* Assignment: Each line of the data below containing "operations" needs to be listed.
┄┄┄┄┄┄┄┄┄┄┄┄┄┄┄┄┄┄┄┄
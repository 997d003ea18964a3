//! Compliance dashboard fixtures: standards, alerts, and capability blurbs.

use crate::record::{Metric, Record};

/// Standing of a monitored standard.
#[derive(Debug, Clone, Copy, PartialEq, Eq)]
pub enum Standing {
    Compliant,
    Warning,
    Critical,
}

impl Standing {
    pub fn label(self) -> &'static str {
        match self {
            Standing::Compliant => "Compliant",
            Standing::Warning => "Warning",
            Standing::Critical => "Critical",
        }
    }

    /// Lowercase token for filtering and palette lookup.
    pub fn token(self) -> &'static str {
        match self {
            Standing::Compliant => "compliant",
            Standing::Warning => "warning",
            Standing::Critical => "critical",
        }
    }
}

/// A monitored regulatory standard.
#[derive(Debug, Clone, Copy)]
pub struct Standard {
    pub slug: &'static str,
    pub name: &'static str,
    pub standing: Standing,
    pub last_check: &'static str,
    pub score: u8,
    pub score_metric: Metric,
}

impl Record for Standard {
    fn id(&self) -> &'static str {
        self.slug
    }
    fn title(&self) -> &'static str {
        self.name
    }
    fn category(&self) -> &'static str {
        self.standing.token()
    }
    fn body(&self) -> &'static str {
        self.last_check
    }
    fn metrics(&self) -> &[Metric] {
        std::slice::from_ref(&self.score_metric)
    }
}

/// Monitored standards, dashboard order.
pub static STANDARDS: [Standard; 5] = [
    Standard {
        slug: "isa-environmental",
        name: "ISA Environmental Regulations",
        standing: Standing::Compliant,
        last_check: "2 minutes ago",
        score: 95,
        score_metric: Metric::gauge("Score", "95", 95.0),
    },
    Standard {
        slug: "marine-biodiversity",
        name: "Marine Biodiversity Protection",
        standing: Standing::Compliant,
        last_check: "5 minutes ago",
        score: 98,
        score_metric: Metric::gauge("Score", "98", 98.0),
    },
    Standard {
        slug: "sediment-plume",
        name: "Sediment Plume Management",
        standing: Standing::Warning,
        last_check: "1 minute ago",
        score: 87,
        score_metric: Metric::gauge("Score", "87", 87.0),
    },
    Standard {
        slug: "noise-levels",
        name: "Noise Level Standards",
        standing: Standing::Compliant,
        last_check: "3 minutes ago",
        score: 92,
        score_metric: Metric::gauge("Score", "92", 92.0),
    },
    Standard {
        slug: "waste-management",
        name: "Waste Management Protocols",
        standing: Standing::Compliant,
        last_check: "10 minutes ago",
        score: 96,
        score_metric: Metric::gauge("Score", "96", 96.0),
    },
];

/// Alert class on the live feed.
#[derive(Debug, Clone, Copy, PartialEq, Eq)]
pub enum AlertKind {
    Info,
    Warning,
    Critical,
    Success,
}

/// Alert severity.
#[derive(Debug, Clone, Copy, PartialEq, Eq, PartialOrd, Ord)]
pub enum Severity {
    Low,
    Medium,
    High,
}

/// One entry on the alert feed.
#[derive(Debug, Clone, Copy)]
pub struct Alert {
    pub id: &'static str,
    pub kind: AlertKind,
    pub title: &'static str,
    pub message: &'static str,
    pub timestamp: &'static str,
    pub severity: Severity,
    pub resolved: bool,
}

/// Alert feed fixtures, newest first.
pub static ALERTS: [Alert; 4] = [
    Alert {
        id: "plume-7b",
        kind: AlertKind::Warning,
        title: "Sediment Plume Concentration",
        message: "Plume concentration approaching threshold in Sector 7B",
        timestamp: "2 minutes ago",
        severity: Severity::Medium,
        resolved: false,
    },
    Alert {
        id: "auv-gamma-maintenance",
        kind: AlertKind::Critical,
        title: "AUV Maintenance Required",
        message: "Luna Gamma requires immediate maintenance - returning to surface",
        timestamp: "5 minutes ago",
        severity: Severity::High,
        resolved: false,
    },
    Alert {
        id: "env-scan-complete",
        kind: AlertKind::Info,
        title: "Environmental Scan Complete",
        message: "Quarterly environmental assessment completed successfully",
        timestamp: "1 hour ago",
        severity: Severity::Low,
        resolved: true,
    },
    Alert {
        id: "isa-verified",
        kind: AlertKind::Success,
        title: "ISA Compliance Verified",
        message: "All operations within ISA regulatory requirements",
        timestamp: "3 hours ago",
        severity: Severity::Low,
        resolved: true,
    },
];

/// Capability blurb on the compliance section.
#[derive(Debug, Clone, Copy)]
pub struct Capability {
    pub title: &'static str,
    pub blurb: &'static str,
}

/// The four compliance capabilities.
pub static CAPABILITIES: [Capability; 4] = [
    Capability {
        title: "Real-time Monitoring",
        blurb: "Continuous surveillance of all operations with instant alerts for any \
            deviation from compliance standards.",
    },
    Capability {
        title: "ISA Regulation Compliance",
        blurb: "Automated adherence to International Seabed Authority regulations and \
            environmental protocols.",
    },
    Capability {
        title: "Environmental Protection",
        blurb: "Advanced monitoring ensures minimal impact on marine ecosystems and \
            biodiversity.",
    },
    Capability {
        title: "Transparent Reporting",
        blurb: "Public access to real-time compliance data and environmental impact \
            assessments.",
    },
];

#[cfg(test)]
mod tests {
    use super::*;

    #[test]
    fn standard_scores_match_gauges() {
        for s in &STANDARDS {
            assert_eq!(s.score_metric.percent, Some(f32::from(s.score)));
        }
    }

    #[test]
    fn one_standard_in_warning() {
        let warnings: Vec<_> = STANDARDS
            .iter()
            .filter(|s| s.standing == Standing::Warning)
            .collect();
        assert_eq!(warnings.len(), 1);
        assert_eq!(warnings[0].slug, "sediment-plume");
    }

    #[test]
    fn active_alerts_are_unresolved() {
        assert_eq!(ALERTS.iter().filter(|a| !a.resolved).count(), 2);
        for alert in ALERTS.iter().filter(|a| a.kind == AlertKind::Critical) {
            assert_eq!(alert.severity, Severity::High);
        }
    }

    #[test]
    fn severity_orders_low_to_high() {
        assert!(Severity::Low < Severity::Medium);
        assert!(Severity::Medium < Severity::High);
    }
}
┄┄┄┄┄┄┄┄┄┄┄┄┄┄┄┄┄┄┄┄
* Answer to this exercise:
        message: "All operations within ISA regulatory requirements",
        blurb: "Continuous surveillance of all operations with instant alerts for any \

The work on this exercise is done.